Percebido esse detalhe, entramos de novo no universo de Arcand, embora de maneira não tão explícita como em filmes anteriores. Nestes, o diretor procurava flagrar o mal-estar instalado entre indivíduos, mesmo em civilizações tidas como as mais desenvolvidas do planeta. Países imbatíveis em quesitos como democracia, combate à corrupção, assistência social, saúde, educação, segurança – tudo isso de que sentimos falta no chamado “3º Mundo”, conhecido hoje pelo eufemismo de “países em desenvolvimento”.

É como se a civilização cobrasse preço alto demais a seus participantes.
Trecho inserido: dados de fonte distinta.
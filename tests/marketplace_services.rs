mod common;

use chrono::{Duration, Utc};
use common::{date, property, Marketplace};
use rental_market::booking::{BookingPolicy, BookingRequest};
use rental_market::error::Rejection;
use rental_market::models::{
    AvailabilityStatus, Notification, ProfileUpdate, PropertyType, PropertyUpdate, UserRole,
};
use rental_market::services::{
    FavoriteService, InboxService, ListingDraft, ListingService, ProfileService, ReviewOutcome,
    ReviewService,
};
use rental_market::store::{BudgetRange, PropertyFilter};
use scraper::{Html, Selector};
use std::collections::BTreeSet;
use std::sync::Arc;
use uuid::Uuid;

fn draft(images: &[&str]) -> ListingDraft {
    ListingDraft {
        title: "Sea-facing studio".to_string(),
        description: "Walk to the beach".to_string(),
        location: "Bandra, Mumbai".to_string(),
        price: 45000,
        bedrooms: 1,
        bathrooms: 1,
        area: 500,
        property_type: PropertyType::Studio,
        contact_phone: Some(" ".to_string()),
        images: images.iter().map(|s| s.to_string()).collect(),
        professional_domains: BTreeSet::from(["Finance".to_string()]),
        interests: BTreeSet::new(),
        lifestyle: BTreeSet::new(),
        amenities: BTreeSet::from(["Wifi".to_string(), "Gym".to_string()]),
    }
}

fn notification(user_id: Uuid, minutes_ago: i64, is_read: bool) -> Notification {
    Notification {
        id: Uuid::new_v4(),
        user_id,
        kind: "booking_request".to_string(),
        title: "New booking".to_string(),
        message: "You have a new booking request".to_string(),
        link: Some("/dashboard/bookings".to_string()),
        is_read,
        created_at: Utc::now() - Duration::minutes(minutes_ago),
    }
}

fn error_rejection(err: rental_market::ServiceError) -> Rejection {
    err.rejection().cloned().expect("expected a rejection")
}

#[tokio::test]
async fn providers_create_listings_that_start_available() {
    let market = Marketplace::new();
    let listings = ListingService::new(Arc::clone(&market.store));

    let created = listings
        .create_listing(
            &market.provider,
            draft(&["https://img.example.com/1.jpg", "  ", "https://img.example.com/2.jpg"]),
        )
        .await
        .unwrap();

    assert_eq!(created.availability_status, AvailabilityStatus::Available);
    assert!(!created.is_verified);
    assert_eq!(created.rent_provider_id, Some(market.provider.id));
    assert_eq!(created.image_url.as_deref(), Some("https://img.example.com/1.jpg"));
    assert_eq!(created.contact_phone, None);
    let images: Vec<(&str, i32)> = created
        .images
        .iter()
        .map(|i| (i.image_url.as_str(), i.display_order))
        .collect();
    assert_eq!(
        images,
        vec![
            ("https://img.example.com/1.jpg", 0),
            ("https://img.example.com/2.jpg", 1)
        ]
    );

    let mine = listings.listings_for_provider(&market.provider).await.unwrap();
    assert_eq!(mine.len(), 2);
    assert_eq!(mine[0].id, created.id);
}

#[tokio::test]
async fn users_cannot_list_or_manage_properties() {
    let market = Marketplace::new();
    let listings = ListingService::new(Arc::clone(&market.store));

    let err = listings
        .create_listing(&market.guest, draft(&[]))
        .await
        .unwrap_err();
    assert_eq!(error_rejection(err), Rejection::NotAProvider);

    let err = listings
        .set_availability(&market.guest, market.property.id, AvailabilityStatus::Rented)
        .await
        .unwrap_err();
    assert_eq!(error_rejection(err), Rejection::NotAProvider);
}

#[tokio::test]
async fn only_owners_change_availability_or_delete() {
    let market = Marketplace::new();
    let listings = ListingService::new(Arc::clone(&market.store));
    let other = common::profile(UserRole::RentProvider, "other@example.com", "Other Owner");

    let err = listings
        .set_availability(&other, market.property.id, AvailabilityStatus::Maintenance)
        .await
        .unwrap_err();
    assert_eq!(error_rejection(err), Rejection::NotOwner(market.property.id));

    let updated = listings
        .set_availability(&market.provider, market.property.id, AvailabilityStatus::Rented)
        .await
        .unwrap();
    assert_eq!(updated.availability_status, AvailabilityStatus::Rented);

    let err = listings
        .delete_listing(&other, market.property.id)
        .await
        .unwrap_err();
    assert_eq!(error_rejection(err), Rejection::NotOwner(market.property.id));

    listings
        .delete_listing(&market.provider, market.property.id)
        .await
        .unwrap();
    let err = listings.get(market.property.id).await.unwrap_err();
    assert_eq!(error_rejection(err), Rejection::PropertyNotFound(market.property.id));
}

#[tokio::test]
async fn owners_edit_listing_details() {
    let market = Marketplace::new();
    let listings = ListingService::new(Arc::clone(&market.store));

    let edited = listings
        .update_listing(
            &market.provider,
            market.property.id,
            PropertyUpdate {
                title: Some("Renovated 2BHK near the lake".to_string()),
                price: Some(32000),
                property_type: Some(PropertyType::ServicedApartment),
                contact_phone: Some("+91 90000 00000".to_string()),
                availability_status: Some(AvailabilityStatus::Maintenance),
                ..PropertyUpdate::default()
            },
        )
        .await
        .unwrap();

    assert_eq!(edited.title, "Renovated 2BHK near the lake");
    assert_eq!(edited.price, 32000);
    assert_eq!(edited.property_type, PropertyType::ServicedApartment);
    assert_eq!(edited.contact_phone.as_deref(), Some("+91 90000 00000"));
    assert_eq!(edited.availability_status, AvailabilityStatus::Maintenance);
    assert_eq!(edited.location, market.property.location);
    assert_eq!(edited.bedrooms, market.property.bedrooms);

    let stored = listings.get(market.property.id).await.unwrap();
    assert_eq!(stored.price, 32000);

    let unchanged = listings
        .update_listing(&market.provider, market.property.id, PropertyUpdate::default())
        .await
        .unwrap();
    assert_eq!(unchanged.title, "Renovated 2BHK near the lake");
}

#[tokio::test]
async fn only_owning_providers_edit_listings() {
    let market = Marketplace::new();
    let listings = ListingService::new(Arc::clone(&market.store));
    let update = PropertyUpdate {
        price: Some(1),
        ..PropertyUpdate::default()
    };
    let other = common::profile(UserRole::RentProvider, "other@example.com", "Other Owner");

    let err = listings
        .update_listing(&other, market.property.id, update.clone())
        .await
        .unwrap_err();
    assert_eq!(error_rejection(err), Rejection::NotOwner(market.property.id));

    let err = listings
        .update_listing(&market.guest, market.property.id, update.clone())
        .await
        .unwrap_err();
    assert_eq!(error_rejection(err), Rejection::NotAProvider);

    let missing = Uuid::new_v4();
    let err = listings
        .update_listing(&market.provider, missing, update)
        .await
        .unwrap_err();
    assert_eq!(error_rejection(err), Rejection::PropertyNotFound(missing));

    assert_eq!(listings.get(market.property.id).await.unwrap().price, 30000);
}

#[tokio::test]
async fn search_applies_location_type_and_budget() {
    let market = Marketplace::new();
    let mut villa = property(Some(market.provider.id), 80000);
    villa.property_type = PropertyType::Villa;
    villa.location = "Whitefield, Bengaluru".to_string();
    villa.created_at = Utc::now() + Duration::seconds(1);
    market.store.add_property(villa.clone());
    let mut pune = property(Some(market.provider.id), 20000);
    pune.location = "Baner, Pune".to_string();
    market.store.add_property(pune);

    let listings = ListingService::new(Arc::clone(&market.store));

    let in_bengaluru = listings
        .search(&PropertyFilter {
            location: Some("BENGALURU".to_string()),
            ..PropertyFilter::default()
        })
        .await
        .unwrap();
    let ids: Vec<Uuid> = in_bengaluru.iter().map(|p| p.id).collect();
    assert_eq!(ids, vec![villa.id, market.property.id]);

    let budget: BudgetRange = "25000-50000".parse().unwrap();
    let affordable = listings
        .search(&PropertyFilter::default().with_budget(budget))
        .await
        .unwrap();
    assert_eq!(affordable.len(), 1);
    assert_eq!(affordable[0].id, market.property.id);

    let villas = listings
        .search(&PropertyFilter {
            property_type: Some(PropertyType::Villa),
            ..PropertyFilter::default()
        })
        .await
        .unwrap();
    assert_eq!(villas.len(), 1);
}

#[tokio::test]
async fn second_review_replaces_the_first() {
    let market = Marketplace::new();
    let reviews = ReviewService::new(Arc::clone(&market.store));

    let first = reviews
        .submit(&market.guest, market.property.id, 4, Some("Lovely place".to_string()))
        .await
        .unwrap();
    assert!(matches!(first, ReviewOutcome::Created(_)));

    let second = reviews
        .submit(&market.guest, market.property.id, 2, Some("   ".to_string()))
        .await
        .unwrap();
    let ReviewOutcome::Updated(review) = second else {
        panic!("expected an update");
    };
    assert_eq!(review.id, first.review().id);
    assert_eq!(review.rating.get(), 2);
    assert_eq!(review.comment, None);

    let all = reviews.reviews_for_property(market.property.id).await.unwrap();
    assert_eq!(all.len(), 1);
}

#[tokio::test]
async fn reviews_are_validated() {
    let market = Marketplace::new();
    let reviews = ReviewService::new(Arc::clone(&market.store));

    let err = reviews
        .submit(&market.guest, market.property.id, 6, None)
        .await
        .unwrap_err();
    assert!(matches!(error_rejection(err), Rejection::InvalidRating(_)));

    let err = reviews
        .submit(&market.provider, market.property.id, 5, None)
        .await
        .unwrap_err();
    assert_eq!(error_rejection(err), Rejection::ProvidersCannotReview);

    let missing = Uuid::new_v4();
    let err = reviews.submit(&market.guest, missing, 5, None).await.unwrap_err();
    assert_eq!(error_rejection(err), Rejection::PropertyNotFound(missing));
}

#[tokio::test]
async fn favorites_add_is_idempotent_and_toggle_flips() {
    let market = Marketplace::new();
    let favorites = FavoriteService::new(Arc::clone(&market.store));

    favorites.add(&market.guest, market.property.id).await.unwrap();
    favorites.add(&market.guest, market.property.id).await.unwrap();
    assert_eq!(favorites.list(&market.guest).await.unwrap().len(), 1);

    assert!(!favorites.toggle(&market.guest, market.property.id).await.unwrap());
    assert!(!favorites.is_favorite(&market.guest, market.property.id).await.unwrap());
    assert!(favorites.toggle(&market.guest, market.property.id).await.unwrap());

    favorites.remove(&market.guest, market.property.id).await.unwrap();
    assert!(favorites.list(&market.guest).await.unwrap().is_empty());
}

#[tokio::test]
async fn inbox_tracks_unread_notifications() {
    let market = Marketplace::new();
    let inbox = InboxService::new(Arc::clone(&market.store));
    let old = notification(market.guest.id, 30, false);
    let recent = notification(market.guest.id, 1, false);
    let seen = notification(market.guest.id, 60, true);
    let someone_elses = notification(market.provider.id, 5, false);
    for n in [&old, &recent, &seen, &someone_elses] {
        market.store.add_notification(n.clone());
    }

    let listed = inbox.list(&market.guest).await.unwrap();
    let ids: Vec<Uuid> = listed.iter().map(|n| n.id).collect();
    assert_eq!(ids, vec![recent.id, old.id, seen.id]);
    assert_eq!(inbox.unread_count(&market.guest).await.unwrap(), 2);

    assert!(!inbox.mark_read(&market.guest, someone_elses.id).await.unwrap());
    assert!(inbox.mark_read(&market.guest, old.id).await.unwrap());
    assert_eq!(inbox.unread_count(&market.guest).await.unwrap(), 1);

    assert_eq!(inbox.mark_all_read(&market.guest).await.unwrap(), 1);
    assert_eq!(inbox.unread_count(&market.guest).await.unwrap(), 0);
    assert_eq!(inbox.unread_count(&market.provider).await.unwrap(), 1);
}

#[tokio::test]
async fn profile_updates_touch_name_and_phone_only() {
    let market = Marketplace::new();
    let profiles = ProfileService::new(Arc::clone(&market.store));

    let updated = profiles
        .update(
            &market.guest,
            ProfileUpdate {
                full_name: None,
                phone: Some("+91 98765 43210".to_string()),
            },
        )
        .await
        .unwrap();
    assert_eq!(updated.full_name.as_deref(), Some("Asha Rao"));
    assert_eq!(updated.phone.as_deref(), Some("+91 98765 43210"));
    assert_eq!(updated.email, market.guest.email);

    let unchanged = profiles
        .update(&market.guest, ProfileUpdate::default())
        .await
        .unwrap();
    assert_eq!(unchanged, updated);
    assert_eq!(profiles.get(market.guest.id).await.unwrap(), Some(updated));
}

#[tokio::test]
async fn request_email_carries_the_guest_message_and_dates() {
    let market = Marketplace::new();
    let bookings = market.bookings(BookingPolicy::default());

    bookings
        .create(
            &market.guest,
            BookingRequest {
                property_id: market.property.id,
                start_date: date(2024, 6, 1),
                end_date: date(2024, 6, 4),
                message: Some("Can I bring a <cat>?".to_string()),
            },
        )
        .await
        .unwrap();

    let email = market.mailer.delivered().remove(0);
    let document = Html::parse_document(&email.html);

    let headings: Vec<String> = document
        .select(&Selector::parse("h2").unwrap())
        .map(|h| h.text().collect())
        .collect();
    assert_eq!(
        headings,
        vec![
            "Property Details",
            "Guest Information",
            "Booking Details",
            "Message from Guest"
        ]
    );

    let italic: String = document
        .select(&Selector::parse("p[style*=italic]").unwrap())
        .flat_map(|p| p.text())
        .collect();
    assert_eq!(italic, "Can I bring a <cat>?");

    let link = document
        .select(&Selector::parse("a").unwrap())
        .next()
        .and_then(|a| a.value().attr("href"))
        .unwrap();
    assert_eq!(link, "http://localhost:3000/dashboard/bookings");

    let text = document.root_element().text().collect::<String>();
    assert!(text.contains("Saturday, 1 June 2024"));
    assert!(text.contains("Tuesday, 4 June 2024"));
}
Nenhuma novidade nisso: o velho Freud já havia detectado essa dissonância numa obra cujo título não deixa margem a dúvidas – “O Mal-Estar na Civilização”, ensaio de 1930, escrito no bode existencial do entreguerras. Para fazer parte do clube civilizatório, reprimimos tanto nossos impulsos naturais que pagamos em neurose e infelicidade o preço da admissão. Os mais fracos funcionam como sintomas desse desajuste estrutural da condição civilizada.

Em suma, Arcand estuda o que vai mal num mundo em que tudo parece ir bem. Não é pouca coisa, mesmo levando-se em conta de que esse filme, nada banal, não chega ao nível dos seus anteriores. As informações são do jornal O Estado de S. Paulo.